The Pennsylvania Turnpike

Known as America's first super-highway, the Pennsylvania Turnpike realized what was promised at the 1939-40 New York World's Fair, where General Motors depicted the fabulous world of 1960. In GM's "Futurama" exhibit, a major topic in my Rhetoric and Public Life course, fair-goers were promised a world of limited-access interstates that would crisscross the continent, bypassing congested cities and bringing progress to the nation. In 1940 that dream was fixed in a concrete toll road: a (mostly) four-lane highway stretching 160 miles from Middlesex (west of Harrisburg) to Irwin (east of Pittsburgh). In terms of size and ambition, the Pennsylvania Turnpike was the first of its kind in the United States.

No longer would motorists meander around curvy hills with limited sight-distances. The Pennsylvania Turnpike promised broad roads, limited curves, and level grades. As a result, motorists could zip along straightaways at 100 miles per hour, if their tires could handle that speed. Phil Patton writes in Highway: America's Endless Dream that the Turnpike was built to accommodate automobiles that had not yet been built. As a result, this road became a symbol of tomorrow.

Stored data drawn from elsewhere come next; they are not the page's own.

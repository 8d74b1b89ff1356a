//! GraphSnapshot: a node/edge table pair with derived bounds and summary.
//!
//! A snapshot owns its rows outright. Deriving one view from another is an
//! explicit [`Clone`] followed by an in-place operation, so no snapshot ever
//! aliases another's tables.
//!
//! # Canonical form
//!
//! After every structural update a snapshot is in canonical form:
//! - nodes are unique by id and edges unique by `(from, to)`, first row wins;
//! - nodes are sorted by screentime descending, then id ascending;
//! - edges are sorted by weight descending, then `(from, to)` ascending;
//! - bounds and summary reflect exactly the current rows.
//!
//! Referential integrity (every edge endpoint is a node of the snapshot) can
//! be broken between the steps of [`GraphSnapshot::filter`] but holds again
//! once it returns.

use std::collections::HashSet;

use indexmap::{IndexMap, IndexSet};
use serde::Serialize;

use crate::criteria::FilterCriteria;
use crate::edge::{Edge, EdgeKey};
use crate::id::NodeId;
use crate::node::Node;
use crate::scale::{GraphBounds, ScaleBounds, EDGE_WIDTH_RANGE, NODE_SIZE_RANGE};
use crate::summary::{GraphSummary, SummaryRow};

/// One version of the character network.
#[derive(Debug, Clone, PartialEq, Default, Serialize)]
pub struct GraphSnapshot {
    nodes: Vec<Node>,
    edges: Vec<Edge>,
    bounds: GraphBounds,
    /// `None` only for the "no data" sentinel.
    summary: Option<GraphSummary>,
}

impl GraphSnapshot {
    /// Builds a snapshot from raw rows, deduplicating and sorting them.
    pub fn new(
        nodes: impl IntoIterator<Item = Node>,
        edges: impl IntoIterator<Item = Edge>,
    ) -> Self {
        let mut snapshot = GraphSnapshot {
            nodes: dedup_nodes(nodes),
            edges: dedup_edges(edges),
            bounds: GraphBounds::default(),
            summary: None,
        };
        snapshot.recompute();
        snapshot
    }

    /// The "no data" sentinel: no rows, zero bounds, no summary rows.
    pub fn empty() -> Self {
        GraphSnapshot::default()
    }

    // -----------------------------------------------------------------------
    // Read-only accessors
    // -----------------------------------------------------------------------

    pub fn nodes(&self) -> &[Node] {
        &self.nodes
    }

    pub fn edges(&self) -> &[Edge] {
        &self.edges
    }

    pub fn node(&self, id: &str) -> Option<&Node> {
        self.nodes.iter().find(|n| n.id.as_str() == id)
    }

    pub fn contains_node(&self, id: &str) -> bool {
        self.node(id).is_some()
    }

    pub fn node_count(&self) -> usize {
        self.nodes.len()
    }

    pub fn edge_count(&self) -> usize {
        self.edges.len()
    }

    pub fn is_empty(&self) -> bool {
        self.nodes.is_empty() && self.edges.is_empty()
    }

    /// Returns `true` for the sentinel produced by [`GraphSnapshot::empty`].
    pub fn is_sentinel(&self) -> bool {
        self.summary.is_none()
    }

    /// Node ids in canonical order.
    pub fn node_ids(&self) -> impl Iterator<Item = &NodeId> {
        self.nodes.iter().map(|n| &n.id)
    }

    /// Distinct genders in canonical node order.
    pub fn genders(&self) -> IndexSet<String> {
        self.nodes.iter().map(|n| n.gender.clone()).collect()
    }

    pub fn screentime_bounds(&self) -> ScaleBounds {
        self.bounds.screentime
    }

    pub fn edge_weight_bounds(&self) -> ScaleBounds {
        self.bounds.edge_weight
    }

    pub fn bounds(&self) -> GraphBounds {
        self.bounds
    }

    pub fn summary(&self) -> Option<&GraphSummary> {
        self.summary.as_ref()
    }

    /// All summary rows; empty for the sentinel.
    pub fn summary_table(&self) -> Vec<SummaryRow> {
        self.summary.as_ref().map(GraphSummary::rows).unwrap_or_default()
    }

    /// Summary rows shown in the dashboard table; empty for the sentinel.
    pub fn display_summary_table(&self) -> Vec<SummaryRow> {
        self.summary
            .as_ref()
            .map(GraphSummary::display_rows)
            .unwrap_or_default()
    }

    /// Returns `true` if every edge endpoint is a node of this snapshot.
    pub fn is_consistent(&self) -> bool {
        let ids = self.id_set();
        self.edges
            .iter()
            .all(|e| ids.contains(e.from.as_str()) && ids.contains(e.to.as_str()))
    }

    pub fn size_description(&self) -> String {
        format!(
            "Number of nodes: {}, Number of edges: {}",
            self.nodes.len(),
            self.edges.len()
        )
    }

    // -----------------------------------------------------------------------
    // Scaling
    // -----------------------------------------------------------------------

    /// Node size for `screentime`, scaled over this snapshot's bounds.
    pub fn node_size(&self, screentime: f64) -> f64 {
        self.bounds.screentime.scale(screentime, NODE_SIZE_RANGE)
    }

    /// Edge width for `weight`, scaled over this snapshot's bounds.
    pub fn edge_width(&self, weight: f64) -> f64 {
        self.bounds.edge_weight.scale(weight, EDGE_WIDTH_RANGE)
    }

    // -----------------------------------------------------------------------
    // Operations
    // -----------------------------------------------------------------------

    /// Narrows the snapshot to rows matching `criteria`.
    ///
    /// Screentime is applied before gender so that edge repair runs after
    /// each node pass; the weight threshold comes last.
    pub fn filter(&mut self, criteria: &FilterCriteria) {
        self.nodes.retain(|n| n.screentime >= criteria.min_screentime);
        self.remove_dangling_edges();

        self.nodes.retain(|n| criteria.includes_gender(&n.gender));
        self.remove_dangling_edges();

        self.edges.retain(|e| e.weight >= criteria.min_edge_weight);

        self.recompute();
    }

    /// Returns the `n_hops` neighborhood of `node_id` as a new snapshot.
    ///
    /// Each round adds every edge touching the current id set and then every
    /// node those edges reference. An unknown id yields an empty snapshot.
    pub fn neighborhood_around_node(&self, node_id: &str, n_hops: u32) -> GraphSnapshot {
        let mut ids: HashSet<&str> = self
            .nodes
            .iter()
            .filter(|n| n.id.as_str() == node_id)
            .map(|n| n.id.as_str())
            .collect();

        let mut included = vec![false; self.edges.len()];
        for _ in 0..n_hops {
            let frontier: Vec<usize> = self
                .edges
                .iter()
                .enumerate()
                .filter(|(i, e)| {
                    !included[*i]
                        && (ids.contains(e.from.as_str()) || ids.contains(e.to.as_str()))
                })
                .map(|(i, _)| i)
                .collect();

            // A round that adds no edge adds no id either; later rounds repeat it.
            if frontier.is_empty() {
                break;
            }
            for i in frontier {
                included[i] = true;
                let edge = &self.edges[i];
                ids.insert(edge.from.as_str());
                ids.insert(edge.to.as_str());
            }
        }

        let nodes = self
            .nodes
            .iter()
            .filter(|n| ids.contains(n.id.as_str()))
            .cloned()
            .collect::<Vec<_>>();
        let edges = self
            .edges
            .iter()
            .zip(&included)
            .filter(|(_, keep)| **keep)
            .map(|(e, _)| e.clone())
            .collect::<Vec<_>>();

        GraphSnapshot::new(nodes, edges)
    }

    /// Merges `other` into this snapshot.
    ///
    /// Rows already present win over `other`'s rows with the same key.
    /// Edges whose endpoints are not both in the merged node set are dropped.
    pub fn append_graph(&mut self, other: &GraphSnapshot) {
        let nodes = std::mem::take(&mut self.nodes)
            .into_iter()
            .chain(other.nodes.iter().cloned());
        let edges = std::mem::take(&mut self.edges)
            .into_iter()
            .chain(other.edges.iter().cloned());

        self.nodes = dedup_nodes(nodes);
        self.edges = dedup_edges(edges);
        self.remove_dangling_edges();
        self.recompute();
    }

    /// Removes `node_id` and every edge touching it.
    ///
    /// Returns `true` if the node was present.
    pub fn delete_node_from_graph(&mut self, node_id: &str) -> bool {
        let node_count = self.nodes.len();
        let edge_count = self.edges.len();

        self.nodes.retain(|n| n.id.as_str() != node_id);
        self.edges.retain(|e| !e.touches(node_id));

        let removed = self.nodes.len() != node_count;
        if removed || self.edges.len() != edge_count {
            self.recompute();
        }
        removed
    }

    // -----------------------------------------------------------------------
    // Internal helpers
    // -----------------------------------------------------------------------

    fn id_set(&self) -> HashSet<&str> {
        self.nodes.iter().map(|n| n.id.as_str()).collect()
    }

    fn remove_dangling_edges(&mut self) {
        let ids: HashSet<&str> = self.nodes.iter().map(|n| n.id.as_str()).collect();
        self.edges
            .retain(|e| ids.contains(e.from.as_str()) && ids.contains(e.to.as_str()));
    }

    /// Restores canonical order and recomputes bounds and summary.
    fn recompute(&mut self) {
        self.nodes.sort_by(|a, b| {
            b.screentime
                .total_cmp(&a.screentime)
                .then_with(|| a.id.cmp(&b.id))
        });
        self.edges.sort_by(|a, b| {
            b.weight
                .total_cmp(&a.weight)
                .then_with(|| (&a.from, &a.to).cmp(&(&b.from, &b.to)))
        });

        self.bounds = GraphBounds {
            screentime: ScaleBounds::from_values(self.nodes.iter().map(|n| n.screentime)),
            edge_weight: ScaleBounds::from_values(self.edges.iter().map(|e| e.weight)),
        };
        self.summary = Some(GraphSummary::compute(&self.nodes, &self.edges));
    }
}

fn dedup_nodes(nodes: impl IntoIterator<Item = Node>) -> Vec<Node> {
    let mut by_id: IndexMap<NodeId, Node> = IndexMap::new();
    for node in nodes {
        by_id.entry(node.id.clone()).or_insert(node);
    }
    by_id.into_values().collect()
}

fn dedup_edges(edges: impl IntoIterator<Item = Edge>) -> Vec<Edge> {
    let mut by_key: IndexMap<EdgeKey, Edge> = IndexMap::new();
    for edge in edges {
        by_key.entry(edge.key()).or_insert(edge);
    }
    by_key.into_values().collect()
}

Designed in the waning days of the Depression, the Turnpike was primarily a make-work program, transforming old railroad grades and tunnels into the new super-highway project. One early Turnpike postcard reports that 51,345 "man years of direct and indirect employment" were dedicated to the road's construction. The Second World War halted extensions of the Pennsylvania Turnpike, but the idea had been fixed in the American consciousness. And after the war, the U.S. saw an explosion of roadbuilding that culminated with the post-1956 interstate highway system and the subsequent rise of omnitopia. Roads like the Pennsylvania Turnpike transformed the United States -- for good and for ill -- into so much of what it is today.